The gut is a vital organ that is central to the absorption and metabolic processing of orally administered drugs. While there have been many models developed with the goal of studying the absorption of drugs in the gut, these models fail to adequately recapitulate the diverse, complex gastrointestinal microenvironment. The recent emergence of microfluidic organ-on-a-chip technologies has provided a novel means of modeling the gut, yielding radical new insights into the structure of the gut and the mechanisms through which it shapes disease, with key implications for biomedical developmental efforts. Such organ-on-a-chip technologies have been demonstrated to exhibit greater cost-effectiveness, fewer ethical concerns, and a better ability to address inter-species differences in traditional animal models in the context of drug development.
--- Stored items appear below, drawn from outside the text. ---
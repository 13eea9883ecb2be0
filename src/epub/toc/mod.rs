//! 目录提取模块
//!
//! 此模块负责从EPUB包中提取目录结构。两种来源按顺序尝试，第一个
//! 产出非空结果的胜出：
//!
//! 1. EPUB3语义导航文档(manifest中带`nav`属性的条目)
//! 2. NCX导航控制文件(spine的toc引用，或清单中的NCX媒体类型)
//!
//! 两种来源都失败时返回空结果，提示调用方回退到书脊顺序。

pub mod entry;
pub mod nav;
pub mod ncx;

pub use entry::TocEntry;

use crate::epub::opf::Opf;
use std::path::{Path, PathBuf};

/// 目录提取结果
///
/// `base_dir`是条目中相对路径的解析基准(导航文档所在目录)。
#[derive(Debug)]
pub struct Toc {
    pub base_dir: PathBuf,
    pub entries: Vec<TocEntry>,
}

/// 从EPUB包中提取目录
///
/// # 参数
/// * `opf_dir` - OPF文件所在目录
/// * `opf` - 解析后的OPF信息
///
/// # 返回值
/// * `Option<Toc>` - 非空目录；两种来源都为空时返回`None`
pub fn extract(opf_dir: &Path, opf: &Opf) -> Option<Toc> {
    // 先尝试EPUB3导航文档
    if let Some(href) = opf.nav_href() {
        let nav_path = opf_dir.join(&href);
        if let Some(content) = read_text_lossy(&nav_path) {
            let entries = nav::parse(&content);
            if !entries.is_empty() {
                return Some(Toc {
                    base_dir: parent_dir(&nav_path),
                    entries,
                });
            }
        }
    }

    // 再尝试NCX
    if let Some(href) = opf.ncx_href() {
        let ncx_path = opf_dir.join(&href);
        if let Some(content) = read_text_lossy(&ncx_path) {
            let entries = ncx::parse(&content);
            if !entries.is_empty() {
                return Some(Toc {
                    base_dir: parent_dir(&ncx_path),
                    entries,
                });
            }
        }
    }

    None
}

/// 尽力读取整个文本文件，无效UTF-8按lossy处理，失败返回`None`
pub fn read_text_lossy(path: &Path) -> Option<String> {
    std::fs::read(path)
        .ok()
        .map(|bytes| String::from_utf8_lossy(&bytes).into_owned())
}

fn parent_dir(path: &Path) -> PathBuf {
    path.parent().map(Path::to_path_buf).unwrap_or_default()
}
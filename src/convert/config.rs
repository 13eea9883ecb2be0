//! 转换配置模块
//!
//! 提供转换流程的配置管理功能，支持从YAML文件加载配置。

use crate::epub::error::{EpubError, Result};
use serde::{Deserialize, Serialize};
use std::fs;
use std::path::Path;

/// 默认配置文件路径
pub const DEFAULT_CONFIG_PATH: &str = "epub2md.yaml";

fn default_coverage_threshold() -> f64 {
    0.5
}

fn default_pandoc_path() -> String {
    "pandoc".to_string()
}

fn default_markdown_format() -> String {
    "gfm".to_string()
}

fn default_wrap() -> String {
    "none".to_string()
}

fn default_max_slug_length() -> usize {
    60
}

/// EPUB转Markdown的转换配置
#[derive(Debug, Clone, Serialize, Deserialize)]
pub struct ConvertConfig {
    /// 目录覆盖率阈值：目录覆盖的文件数低于(阅读顺序文件数×阈值)时
    /// 放弃目录，改用阅读顺序切分章节
    #[serde(default = "default_coverage_threshold")]
    pub coverage_threshold: f64,
    /// pandoc可执行文件路径
    #[serde(default = "default_pandoc_path")]
    pub pandoc_path: String,
    /// pandoc输出格式
    #[serde(default = "default_markdown_format")]
    pub markdown_format: String,
    /// pandoc换行策略
    #[serde(default = "default_wrap")]
    pub wrap: String,
    /// 输出文件名中标题片段的最大长度
    #[serde(default = "default_max_slug_length")]
    pub max_slug_length: usize,
}

impl Default for ConvertConfig {
    fn default() -> Self {
        Self {
            coverage_threshold: default_coverage_threshold(),
            pandoc_path: default_pandoc_path(),
            markdown_format: default_markdown_format(),
            wrap: default_wrap(),
            max_slug_length: default_max_slug_length(),
        }
    }
}

impl ConvertConfig {
    /// 从指定的YAML文件中加载转换配置
    ///
    /// # 参数
    ///
    /// * `path` - 配置文件路径
    ///
    /// # 返回值
    ///
    /// * `Result<Self>` - 加载成功返回配置实例，失败返回错误
    ///
    /// # 示例
    ///
    /// ```rust,no_run
    /// use epub2md::convert::ConvertConfig;
    /// let config = ConvertConfig::from_file("epub2md.yaml")?;
    /// # Ok::<(), Box<dyn std::error::Error>>(())
    /// ```
    pub fn from_file<P: AsRef<Path>>(path: P) -> Result<Self> {
        let content = fs::read_to_string(path)
            .map_err(|e| EpubError::ConfigError(format!("无法读取配置文件: {}", e)))?;

        serde_yml::from_str(&content)
            .map_err(|e| EpubError::ConfigError(format!("配置文件格式错误: {}", e)))
    }

    /// 生成默认配置文件到当前目录
    ///
    /// 配置文件将生成为当前目录下的 `epub2md.yaml`
    ///
    /// # 返回值
    ///
    /// * `Result<()>` - 生成成功返回Ok，失败返回错误
    pub fn generate_default_config() -> Result<()> {
        let yaml_content = serde_yml::to_string(&Self::default())
            .map_err(|e| EpubError::ConfigError(format!("序列化配置失败: {}", e)))?;

        // 在YAML内容前添加注释说明
        let content_with_header = format!(
            "# epub2md 转换配置文件\n# coverage_threshold: 目录覆盖率阈值，低于该比例时改用阅读顺序\n# pandoc_path / markdown_format / wrap: pandoc调用参数\n# max_slug_length: 输出文件名中标题片段的最大长度\n\n{}",
            yaml_content
        );

        fs::write(DEFAULT_CONFIG_PATH, content_with_header)
            .map_err(|e| EpubError::ConfigError(format!("写入配置文件失败: {}", e)))?;

        Ok(())
    }
}

#[cfg(test)]
mod tests {
    use super::*;

    #[test]
    fn test_default_config() {
        let config = ConvertConfig::default();
        assert_eq!(config.coverage_threshold, 0.5);
        assert_eq!(config.pandoc_path, "pandoc");
        assert_eq!(config.markdown_format, "gfm");
        assert_eq!(config.wrap, "none");
        assert_eq!(config.max_slug_length, 60);
    }

    #[test]
    fn test_partial_yaml_uses_field_defaults() {
        let config: ConvertConfig = serde_yml::from_str("coverage_threshold: 0.8\n").unwrap();
        assert_eq!(config.coverage_threshold, 0.8);
        assert_eq!(config.markdown_format, "gfm");
    }

    #[test]
    fn test_from_file_roundtrip() {
        let dir = tempfile::tempdir().unwrap();
        let path = dir.path().join("epub2md.yaml");
        let yaml = serde_yml::to_string(&ConvertConfig::default()).unwrap();
        fs::write(&path, yaml).unwrap();

        let config = ConvertConfig::from_file(&path).unwrap();
        assert_eq!(config.pandoc_path, "pandoc");
    }

    #[test]
    fn test_from_file_missing() {
        assert!(ConvertConfig::from_file("不存在的配置.yaml").is_err());
    }

    #[test]
    fn test_from_file_malformed() {
        let dir = tempfile::tempdir().unwrap();
        let path = dir.path().join("bad.yaml");
        fs::write(&path, "coverage_threshold: [哦不]\n").unwrap();

        assert!(ConvertConfig::from_file(&path).is_err());
    }
}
The present review offers an overview of recent developments in the reconstruction of gut structure and function in vitro using microfluidic gut-on-a-chip (GOC) systems, together with a discussion of the potential applications of these platforms in the context of drug development and the challenges and future prospects associated with this technology.

Statement of significance

This paper outlines the characteristics of the different cell types most frequently used to construct microfluidic gut-on-a-chip models and the microfluidic devices employed for the study of drug absorption. And the applications of gut-related multichip coupling and disease modelling in the context of drug development is systematically reviewed. With the detailed summarization of microfluidic chip-based gut models and discussion of the prospective directions for practical application, this review will provide insights to the innovative design and application of microfluidic gut-on-a-chip for drug development.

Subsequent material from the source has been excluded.